Glaser's inspiration for solo performance came while practicing improvisation in the early 1980s in San Diego in the company of Whoopi Goldberg, Mo Gaffney and Kathy Najimy. Sherry Glaser become well known when she played five different roles in Family Secrets in 1994. Family Secrets is a Broadway show that gives a portrait of five members of a Jewish family who migrated from New York to California in the 1980s. Glaser won numerous awards for her role in Family Secrets. [3]

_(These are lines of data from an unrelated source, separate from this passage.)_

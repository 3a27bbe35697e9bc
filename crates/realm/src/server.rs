//! `RealmServer` builder and accept loop.
//!
//! Ties the layers together: WebSocket transport → JSON codec →
//! per-connection handler → presence actor.

use std::future::Future;
use std::sync::Arc;

use realm_auth::TokenVerifier;
use realm_presence::{
    ActivityLog, PresenceConfig, PresenceHandle, PresenceService, spawn_presence,
};
use realm_protocol::JsonCodec;
use realm_transport::{Transport, WebSocketTransport};
use tokio::task::JoinHandle;

use crate::handler::handle_connection;
use crate::{AdminTrigger, RealmError, ServerConfig};

/// Builder for configuring and starting a Realm presence server.
///
/// # Example
///
/// ```rust,ignore
/// use realm::prelude::*;
///
/// let server = RealmServer::builder()
///     .bind("0.0.0.0:8080")
///     .build(JwtVerifier::new(&secret)?)
///     .await?;
/// server.run().await
/// ```
pub struct RealmServerBuilder {
    bind_addr: String,
    presence_config: PresenceConfig,
    activity_log: Option<Arc<dyn ActivityLog>>,
}

impl RealmServerBuilder {
    /// Creates a new builder with default settings.
    pub fn new() -> Self {
        Self {
            bind_addr: "127.0.0.1:8080".to_string(),
            presence_config: PresenceConfig::default(),
            activity_log: None,
        }
    }

    /// Takes bind address and presence timings from `config`.
    pub fn from_config(config: &ServerConfig) -> Self {
        Self::new()
            .bind(&config.bind_addr.to_string())
            .presence_config(config.presence_config())
    }

    /// Sets the address to bind the server to.
    pub fn bind(mut self, addr: &str) -> Self {
        self.bind_addr = addr.to_string();
        self
    }

    /// Sets idle threshold and sweep timing.
    pub fn presence_config(mut self, config: PresenceConfig) -> Self {
        self.presence_config = config;
        self
    }

    /// Replaces the default tracing activity log.
    pub fn activity_log(mut self, log: Arc<dyn ActivityLog>) -> Self {
        self.activity_log = Some(log);
        self
    }

    /// Binds the listener and starts the presence actor.
    ///
    /// Uses `JsonCodec` and `WebSocketTransport`.
    pub async fn build(
        self,
        verifier: impl TokenVerifier,
    ) -> Result<RealmServer, RealmError> {
        let transport = WebSocketTransport::bind(&self.bind_addr).await?;

        let mut service =
            PresenceService::new(self.presence_config, Arc::new(verifier));
        if let Some(log) = self.activity_log {
            service = service.with_activity_log(log);
        }
        let (presence, actor) = spawn_presence(service);

        tracing::info!(
            addr = %self.bind_addr,
            "presence server bound"
        );

        Ok(RealmServer {
            transport,
            presence,
            actor,
            codec: JsonCodec,
        })
    }
}

impl Default for RealmServerBuilder {
    fn default() -> Self {
        Self::new()
    }
}

/// A bound Realm presence server.
///
/// Call [`run()`](Self::run) or [`run_until()`](Self::run_until) to start
/// accepting connections.
pub struct RealmServer {
    transport: WebSocketTransport,
    presence: PresenceHandle,
    actor: JoinHandle<()>,
    codec: JsonCodec,
}

impl RealmServer {
    /// Creates a new builder.
    pub fn builder() -> RealmServerBuilder {
        RealmServerBuilder::new()
    }

    /// Returns the local address the server is bound to.
    pub fn local_addr(&self) -> std::io::Result<std::net::SocketAddr> {
        self.transport.local_addr()
    }

    /// Handle to the presence actor.
    pub fn presence(&self) -> PresenceHandle {
        self.presence.clone()
    }

    /// Entry point for the administrative surface.
    pub fn admin(&self) -> AdminTrigger {
        AdminTrigger::new(self.presence.clone())
    }

    /// Runs the accept loop until the process is terminated.
    pub async fn run(self) -> Result<(), RealmError> {
        self.run_until(std::future::pending()).await
    }

    /// Runs the accept loop until `shutdown` completes, then closes every
    /// connection and stops the presence actor.
    pub async fn run_until(
        mut self,
        shutdown: impl Future<Output = ()>,
    ) -> Result<(), RealmError> {
        tracing::info!("realm server running");
        tokio::pin!(shutdown);

        loop {
            tokio::select! {
                accepted = self.transport.accept() => match accepted {
                    Ok(conn) => {
                        let presence = self.presence.clone();
                        let codec = self.codec;
                        tokio::spawn(async move {
                            if let Err(e) =
                                handle_connection(conn, presence, codec).await
                            {
                                tracing::debug!(
                                    error = %e,
                                    "connection ended with error"
                                );
                            }
                        });
                    }
                    Err(e) => {
                        tracing::error!(error = %e, "accept failed");
                    }
                },
                () = &mut shutdown => break,
            }
        }

        match self.presence.shutdown().await {
            Ok(closed) => tracing::info!(closed, "realm server stopped"),
            Err(e) => tracing::warn!(error = %e, "presence already stopped"),
        }
        if let Err(e) = self.actor.await {
            tracing::error!(error = %e, "presence actor panicked");
        }
        Ok(())
    }
}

Glaser then played Ma and Miguel in her one-woman play, Oh My Goddess! Ma was depicted as the Great Jewish Mother of us all, reminding "us of the simple and sacred nature of life on earth".[4] In 2004 Sherry collaborated with Thais Mazur on a theater/dance project called Remember This (An Intimate Portrait of War through the Eyes of Women) which debuted in Mendocino and then went on to San Francisco.

Political activism[edit]

Breasts Not Bombs[edit]

Breasts Not Bombs is a grassroots political movement based in Mendocino County, California. The group focuses on the intersection between top-free equality and social justice through non-violent public protests involving street theatre and toplessness in order to bring attention to what they term the "immoral injustices of war.[5]

On November 8, 2005, Sherry Glaser and Renee Love, members of Breasts Not Bombs, went topless on the steps of the California State Capital to protest the policies of California Governor Arnold Schwarzenegger. They were arrested on suspicion of indecent exposure, disorderly conduct and violation of the terms of their protest permit. If convicted, the women would have been required to register as sex offenders. In the court battle that followed their arrest, they argued that women should have the same right to go topless as men. In November 2008, the courts awarded the women $150,000. The court also required that California Highway Patrol officers assigned to the Capitol Protection Section be provided training in First Amendment rights of protesters.[6]

She comments on her website, "Their bare breasts were called 'indecent', so I thought, let's use this incident and our equal protection under the 14th Amendment to show what real freedom and decency look like. She realizes, words alone can be easily disregarded, but bodies are harder to ignore."[7]

On her website, Glaser has written that "It's ironic that Arnold Schwarzenegger can grope and molest women's bodies and become Governor yet we stand in power exercising our first amendment rights and we get arrested. I Protest! Sheba (my partner) and I have decided to continue with the demonstration and give it more of a theatrical atmosphere." Glaser began a political movement claiming breasts are not indecent, wars are. Glaser and others have been protesting topless in order to give public awareness to the deaths which occurred in the Iraq War. Glaser has her own website where she discusses her political actions and upcoming productions as well as making her weekly radio commentaries publicly available.[8]

Other activism[edit]

She was instrumental in a recent Tsunami Relief benefit which raised over $10,000, she has done benefits for women's shelters, environmental agencies, and the homeless, and she has taught workshops in radical emotional transformation and Organic Improvisational Theater.